Japan CreditStats 2001年版は、スタンダード&プアーズが格付けしていない企業も
含めた日本の事業会社274社(電力・ガス会社を除く)の主要財務データを総合的に分
析したリポートである。主な調査結果は以下の通りである。
財務プロフィールに若干の改善
調査結果では、日本の事業会社による財務プロフィール改善に向けた努力が、徐々に
功を奏しつつあることが示されている。2000年度にみられた財務プロフィールの改善
は、企業のリストラの進展、設備投資の削減、および債務増加を抑制しながら返済を
行なったことによるものである。さらに、多くの産業にとって、国内の景気低迷を相殺す
る好調な米国経済、および世界的な情報通信(IT)関連の需要の伸びがメリットとなっ
た。
格付けの低い企業の信用力は引き続き脆弱
全般的な財務プロフィールの改善は見られたものの、投機的格付けを付与されている
企業の信用力は引き続き極めて脆弱である。
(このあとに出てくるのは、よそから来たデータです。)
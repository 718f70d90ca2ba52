mod shell;

use anyhow::Context;
use reddit_client::{RedditClient, RedditClientConfig};
use rfetcher_core::{CategoryStore, Credentials, OutputWriter};
use shell::Shell;
use std::io;
use tracing_subscriber::EnvFilter;

const CATEGORY_STORE_FILE: &str = "categories.toml";
const DATA_DIR: &str = "data";

#[tokio::main]
async fn main() -> anyhow::Result<()> {
    // Credentials may live in a local .env file.
    let _ = dotenvy::dotenv();

    tracing_subscriber::fmt()
        .with_env_filter(EnvFilter::try_from_default_env().unwrap_or_else(|_| {
            EnvFilter::new("rfetcher=info,rfetcher_core=info,reddit_client=info")
        }))
        .init();
    tracing::debug!("starting rfetcher session");

    println!("RFetcher - Reddit Data Fetcher");
    println!("{}", "=".repeat(50));

    let credentials = Credentials::from_env().context(
        "missing Reddit credentials; set REDDIT_CLIENT_ID, REDDIT_CLIENT_SECRET, \
         REDDIT_USERNAME and REDDIT_PASSWORD",
    )?;

    let client = RedditClient::new(RedditClientConfig::from_credentials(&credentials))
        .context("failed to build Reddit client")?;

    let me = client
        .get_user_info()
        .await
        .context("Reddit authentication failed; verify credentials")?;
    println!("Authenticated as: {}", me.name);

    let mut store = CategoryStore::load(CATEGORY_STORE_FILE)
        .with_context(|| format!("failed to load {CATEGORY_STORE_FILE}"))?;
    let writer = OutputWriter::new(DATA_DIR);

    let stdin = io::stdin();
    let stdout = io::stdout();
    let mut shell = Shell::new(stdin.lock(), stdout.lock(), &mut store);
    shell.run(&client, &writer).await?;

    Ok(())
}
use crate::error::CoreError;
use crate::types::FetchResult;
use chrono::{Local, NaiveDateTime};
use std::fs;
use std::path::{Path, PathBuf};
use tracing::info;

/// Reduces a subreddit or category name to a filesystem-safe token:
/// lowercase, with every non-alphanumeric character mapped to `_`.
pub fn sanitize_token(s: &str) -> String {
    s.to_lowercase()
        .chars()
        .map(|c| if c.is_ascii_alphanumeric() { c } else { '_' })
        .collect()
}

/// Derives the output filename for one run:
/// `{subreddit}_{category}_{YYYYMMDD_HHMMSS}.json`.
pub fn output_filename(subreddit: &str, category: &str, when: NaiveDateTime) -> String {
    format!(
        "{}_{}_{}.json",
        sanitize_token(subreddit),
        sanitize_token(category),
        when.format("%Y%m%d_%H%M%S")
    )
}

/// Writes one `FetchResult` as pretty-printed UTF-8 JSON under the data
/// directory, creating it if absent. Write failures abort the run; there
/// is no retry.
#[derive(Debug, Clone)]
pub struct OutputWriter {
    base_dir: PathBuf,
}

impl OutputWriter {
    pub fn new(base_dir: impl AsRef<Path>) -> Self {
        Self {
            base_dir: base_dir.as_ref().to_path_buf(),
        }
    }

    pub fn write(&self, result: &FetchResult, subreddit: &str) -> Result<PathBuf, CoreError> {
        self.write_at(result, subreddit, Local::now().naive_local())
    }

    fn write_at(
        &self,
        result: &FetchResult,
        subreddit: &str,
        when: NaiveDateTime,
    ) -> Result<PathBuf, CoreError> {
        fs::create_dir_all(&self.base_dir)?;
        let path = self
            .base_dir
            .join(output_filename(subreddit, &result.category, when));

        let json = serde_json::to_string_pretty(result)?;
        fs::write(&path, json)?;

        info!(path = %path.display(), posts = result.posts.len(), "wrote fetch result");
        Ok(path)
    }
}
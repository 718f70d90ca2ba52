use crate::error::CoreError;
use crate::types::{CommentNode, ListingMode, RawPost};

/// Capability to list posts and expand comment trees for a subreddit.
///
/// Implementors are responsible for:
/// - Authenticating with the Reddit API
/// - Pagination and rate limiting
/// - Returning fully materialized data, so that downstream tree walks
///   never trigger hidden network I/O
///
/// The concrete Reddit client implements this trait; tests substitute a
/// scripted double.
pub trait RedditSource: Send + Sync {
    /// Lists up to `limit` posts from a subreddit in the given sort order.
    fn list_posts(
        &self,
        subreddit: &str,
        mode: ListingMode,
        limit: u32,
    ) -> impl std::future::Future<Output = Result<Vec<RawPost>, CoreError>> + Send;

    /// Fetches and materializes the comment tree for one post. `More`
    /// placeholders are preserved as markers, never dereferenced.
    fn comment_tree(
        &self,
        subreddit: &str,
        post_id: &str,
    ) -> impl std::future::Future<Output = Result<Vec<CommentNode>, CoreError>> + Send;
}
mod client;
mod retry;
mod types;

pub use client::*;
pub use retry::*;
pub use types::*;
有利子負債総額に対する営業キャッシ
ュフローの比率でみると、「BB」格の格付けを付与されている日本企業の中央値(3年
間の加重平均ベース)は7.5%と、「B」格の格付けを付与されている米国企業の中央
値7.8%より弱い。
デフォルトリスクの高まり
最近のマイカル破綻は、日本の大手企業の間でデフォルトのリスクが高まっていること
を例証し、銀行の支援がますます予測しにくくなっているという事実を示した。福富は、
「邦銀が、自身の体力低下、および不良債権の処理に対し高まる圧力に苦しむ中で
は、債権者である銀行からの支援は以前ほど確実なものではなくなっている」と指摘し
ている。スタンダード&プアーズは、日本企業による会社更正法などの適用申請や債
務のリストラ(金銭債務に対するデフォルトの一種である債権放棄の要請も含む)は、
今後も増え続けると考えている。
事業環境の悪化と不十分な改革
日本企業が直面する困難な事業環境は、短期間で改善しそうではない。国内の長引
く景気低迷に加え、日本企業は米国経済の減速の影響を感じ始めている。しかも、日
本の主要製造業は、依然として過剰な生産設備を抱えている。多くの企業がコスト構
造の改善に積極的な対策を取っているが、そのほとんどが過剰設備の削減と高い人
件費の問題への対処に関しては、限られた処策を取るにとどまっている。
格付けの下降傾向
2001年1月から10月まで、特に最後の4〜5ヵ月においては、格下げの傾向が顕著に
なっている。この期間に格上げとなったのは4社、アウトルックが「ポジティブ」に変更に
なったのは3社であった。しかし、12社の格付けが引き下げられ、3社のアウトルックが
「ネガティブ」に変更された。さらに、5社の格付けが、格下げの可能性ありとして「クレ
ジット・ウォッチ」に掲載された。スタンダード&プアーズは、今後1年間に格付けの下
方修正がありうる分野として、ハイテク、小売り、および建設部門をモニターしていく。